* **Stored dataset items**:
Start of Block
// Copyright (c) 2024 Mike Tsao

use float_cmp::approx_eq;
use patchbay::{
    prelude::*,
    testing::{new_recording_patch_bay, RenderCall, SynthesizerCall},
};

fn wide_grip() -> PatchBaySettings {
    let mut settings = PatchBaySettings::default();
    settings.set_grip_radius(50.0);
    settings
}

fn channel_of(bay: &PatchBay, uid: Uid) -> ChannelUid {
    bay.node(uid).and_then(|n| n.channel()).unwrap()
}

fn tick() -> Signal {
    Signal::new_with_frequency(MusicalTime::START, Subdivision::Quarter)
}

#[test]
fn strength_falls_off_with_distance() {
    let (mut bay, synth, renders) = new_recording_patch_bay(wide_grip());
    let metronome = bay
        .add_node(
            NodeSpec::metronome(Subdivision::Quarter),
            Point::new(300.0, 300.0),
        )
        .unwrap();
    let near = bay
        .add_node(
            NodeSpec::instrument(ChannelKind::Synth),
            Point::new(380.0, 300.0),
        )
        .unwrap();
    let far = bay
        .add_node(
            NodeSpec::instrument(ChannelKind::PluckSynth),
            Point::new(460.0, 300.0),
        )
        .unwrap();
    let edge = bay
        .add_node(
            NodeSpec::instrument(ChannelKind::Synth),
            Point::new(450.0, 300.0),
        )
        .unwrap();

    assert!(bay.emit(metronome, tick()).is_ok());

    let log = synth.read().unwrap();
    let notes = log.notes_on(channel_of(&bay, near));
    assert_eq!(notes.len(), 1);
    assert_eq!(notes[0].0, Note::C3, "a signal with no note plays the default");
    assert!(approx_eq!(
        f64,
        notes[0].1 .0,
        70.0 / 150.0,
        epsilon = 0.000001
    ));
    assert!(log.notes_on(channel_of(&bay, far)).is_empty());
    assert!(
        log.notes_on(channel_of(&bay, edge)).is_empty(),
        "exactly at the limit is out of reach"
    );

    let renders = renders.read().unwrap();
    assert!(renders.contains(&RenderCall::SpawnPulse {
        uid: near,
        duration_ms: 2000
    }));
    assert!(!renders.iter().any(|c| matches!(
        c,
        RenderCall::SpawnPulse { uid, .. } if *uid == far || *uid == edge
    )));
}

#[test]
fn notes_and_timing_pass_through() {
    let (mut bay, synth, _) = new_recording_patch_bay(wide_grip());
    let part = bay
        .add_node(
            NodeSpec::metronome(Subdivision::Quarter),
            Point::new(0.0, 0.0),
        )
        .unwrap();
    let instrument = bay
        .add_node(NodeSpec::instrument(ChannelKind::Synth), Point::new(0.0, 0.0))
        .unwrap();

    let when = MusicalTime::new_with_beats(3);
    assert!(bay.emit(part, Signal::new_with_note(when, Note::C4)).is_ok());

    let log = synth.read().unwrap();
    let played: Vec<_> = log
        .calls
        .iter()
        .filter_map(|c| match c {
            SynthesizerCall::TriggerAttackRelease {
                channel,
                note,
                duration,
                time,
                velocity,
            } => Some((*channel, *note, *duration, *time, *velocity)),
            _ => None,
        })
        .collect();
    assert_eq!(
        played,
        vec![(
            channel_of(&bay, instrument),
            Note::C4,
            Subdivision::Eighth,
            when,
            Normal::maximum()
        )]
    );
}

#[test]
fn only_emitters_can_emit() {
    let (mut bay, _, _) = new_recording_patch_bay(PatchBaySettings::default());
    let instrument = bay
        .add_node(NodeSpec::instrument(ChannelKind::Synth), Point::default())
        .unwrap();
    let e = bay.emit(instrument, tick()).unwrap_err();
    assert_eq!(
        e.downcast_ref::<PatchBayError>(),
        Some(&PatchBayError::NotAnEmitter(instrument))
    );

    let e = bay.emit(Uid(999), tick()).unwrap_err();
    assert_eq!(
        e.downcast_ref::<PatchBayError>(),
        Some(&PatchBayError::UnknownNode(Uid(999)))
    );
}

#[test]
fn an_emitting_instrument_does_not_hear_itself() {
    let (mut bay, synth, _) = new_recording_patch_bay(wide_grip());
    let spec = NodeSpecBuilder::default()
        .kind(NodeKind::Instrument)
        .channel(ChannelKind::Synth)
        .emitter(EmitterSpec::Metronome(Subdivision::Half))
        .build()
        .unwrap();
    let source = bay.add_node(spec, Point::new(300.0, 300.0)).unwrap();
    let listener = bay
        .add_node(
            NodeSpec::instrument(ChannelKind::PluckSynth),
            Point::new(330.0, 300.0),
        )
        .unwrap();
    assert!(bay.node(source).unwrap().is_emitter());

    assert!(bay.emit(source, tick()).is_ok());

    let log = synth.read().unwrap();
    assert!(log.notes_on(channel_of(&bay, source)).is_empty());
    assert_eq!(log.notes_on(channel_of(&bay, listener)).len(), 1);
}

#[test]
fn range_override_narrows_reach() {
    let (mut bay, synth, _) = new_recording_patch_bay(PatchBaySettings::default());
    let metronome = bay
        .add_node(
            NodeSpec::metronome(Subdivision::Quarter).with_range(10.0),
            Point::new(0.0, 0.0),
        )
        .unwrap();
    let close = bay
        .add_node(NodeSpec::instrument(ChannelKind::Synth), Point::new(30.0, 0.0))
        .unwrap();
    let beyond = bay
        .add_node(NodeSpec::instrument(ChannelKind::Synth), Point::new(80.0, 0.0))
        .unwrap();
    assert_eq!(bay.node(metronome).unwrap().range(), 10.0);

    assert!(bay.emit(metronome, tick()).is_ok());

    let log = synth.read().unwrap();
    let notes = log.notes_on(channel_of(&bay, close));
    assert_eq!(notes.len(), 1);
    assert!(approx_eq!(f64, notes[0].1 .0, 5.0 / 35.0, epsilon = 0.000001));
    assert!(log.notes_on(channel_of(&bay, beyond)).is_empty());
}

#[test]
fn effects_and_master_only_pulse() {
    let (mut bay, synth, renders) = new_recording_patch_bay(PatchBaySettings::default());
    let master = bay.add_node(NodeSpec::master(), Point::default()).unwrap();
    let chorus = bay
        .add_node(NodeSpec::effect(ChannelKind::Chorus), Point::new(10.0, 0.0))
        .unwrap();
    let before = synth.read().unwrap().calls.len();

    assert!(bay.receive_signal(master, tick()).is_ok());
    assert!(bay.receive_signal(chorus, tick()).is_ok());
    assert!(bay.receive_signal(Uid(999), tick()).is_err());

    assert_eq!(synth.read().unwrap().calls.len(), before);
    let pulses = renders
        .read()
        .unwrap()
        .iter()
        .filter(|c| matches!(c, RenderCall::SpawnPulse { .. }))
        .count();
    assert_eq!(pulses, 2);
}

#[test]
fn listeners_can_watch_signals() {
    let (mut bay, _, _) = new_recording_patch_bay(PatchBaySettings::default());
    let metronome = bay
        .add_node(NodeSpec::metronome(Subdivision::Quarter), Point::default())
        .unwrap();
    let seen = std::rc::Rc::new(std::cell::RefCell::new(Vec::default()));
    let seen_clone = std::rc::Rc::clone(&seen);
    let subscription = bay.subscribe(EventTopic::SignalEmitted, move |_, event| {
        if let PatchBayEvent::SignalEmitted { source, .. } = event {
            seen_clone.borrow_mut().push(*source);
        }
    });

    assert!(bay.emit(metronome, tick()).is_ok());
    bay.unsubscribe(subscription);
    assert!(bay.emit(metronome, tick()).is_ok());

    assert_eq!(*seen.borrow(), vec![metronome]);
}
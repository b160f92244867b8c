// Copyright (c) 2024 Mike Tsao

//! Provides a random-number generator for pattern generation and testing.

use byteorder::{BigEndian, ByteOrder};
use delegate::delegate;

/// A pseudorandom number generator (PRNG) for applications such as
/// generative patterns that don't require cryptographically secure random
/// numbers.
#[derive(Debug)]
pub struct Rng(oorandom::Rand64);
#[allow(missing_docs)]
impl Rng {
    /// Pass the same number to [Rng::new_with_seed()] to get the same stream
    /// back again. Good for reproducing test failures.
    pub fn new_with_seed(seed: u128) -> Self {
        Self(oorandom::Rand64::new(seed))
    }

    /// Creates an [Rng] seeded from the operating system's entropy source.
    pub fn new_from_entropy() -> anyhow::Result<Self> {
        Ok(Self::new_with_seed(Self::generate_seed()?))
    }

    /// Create a sufficiently high-quality random number that's suitable for
    /// [Rng].
    pub fn generate_seed() -> anyhow::Result<u128> {
        let mut bytes = [0u8; 16];

        getrandom::getrandom(&mut bytes)?;
        Ok(BigEndian::read_u128(&bytes))
    }

    /// Returns a value in the inclusive range `low..=high`.
    pub fn rand_inclusive(&mut self, low: u64, high: u64) -> u64 {
        self.rand_range(low..high + 1)
    }

    delegate! {
        to self.0 {
            pub fn rand_u64(&mut self) -> u64;
            pub fn rand_float(&mut self) -> f64;
            pub fn rand_range(&mut self, range: core::ops::Range<u64>) -> u64;
        }
    }
}
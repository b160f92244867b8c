// Copyright (c) 2024 Mike Tsao

//! System utilities.

/// Commonly used imports.
pub mod prelude {
    pub use super::{rng::Rng, settings::PatchBaySettings};
}

pub use {rng::Rng, settings::PatchBaySettings};

mod rng;
mod settings;
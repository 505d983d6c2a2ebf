use contrib_kit::app::{self, mailtrim::USAGE_EXIT_CODE};
use contrib_kit::config::MailtrimArgs;
use contrib_kit::utils::cli::parse_or_exit;

fn main() {
    let args: MailtrimArgs = parse_or_exit(USAGE_EXIT_CODE);
    std::process::exit(app::mailtrim::run(args));
}
use contrib_kit::app;
use contrib_kit::config::ExplainArgs;
use contrib_kit::utils::cli::parse_or_exit;

fn main() {
    let args: ExplainArgs = parse_or_exit(1);
    std::process::exit(app::explain::run(args));
}
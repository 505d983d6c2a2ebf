use crate::config::MailtrimArgs;
use crate::core::mailbox::{count_mailbox, trim_mailbox};
use crate::utils::cli::report_error;
use crate::utils::validation::validate_path;

pub const USAGE_EXIT_CODE: i32 = 1;

pub fn run(args: MailtrimArgs) -> i32 {
    let Some(_settings) = super::prepare("mailtrim", &args.common) else {
        return USAGE_EXIT_CODE;
    };

    let path = &args.mailbox;
    if let Err(e) = validate_path("mbox file", &path.to_string_lossy()) {
        report_error("mailtrim", &e);
        return USAGE_EXIT_CODE;
    }
    if !path.exists() {
        eprintln!("ERROR: File {} does not exist", path.display());
        return USAGE_EXIT_CODE;
    }

    println!("Trimming {} to {} messages...", path.display(), args.keep);

    let total = match count_mailbox(path) {
        Ok(total) => total,
        Err(e) => {
            report_error("mailtrim", &e);
            return 1;
        }
    };
    println!("\nThere are {} messages in the mailbox file.", total);

    match trim_mailbox(path, args.keep, args.dry_run) {
        Ok(report) => {
            if report.is_untouched() {
                println!("\nThis file already contains less than the desired number of");
                println!("messages. Nothing to do.");
            } else if args.dry_run {
                println!("\nDry run: would remove {} messages.", report.removed);
            } else {
                println!("\nRemoved {} messages...", report.removed);
            }
            println!("\nDone trimming {}.", path.display());
            0
        }
        Err(e) => {
            report_error("mailtrim", &e);
            1
        }
    }
}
End of Block
Among the records, find the lines that contain "anyhow" and copy each of them.

    pub fn new_from_entropy() -> anyhow::Result<Self> {
    pub fn generate_seed() -> anyhow::Result<u128> {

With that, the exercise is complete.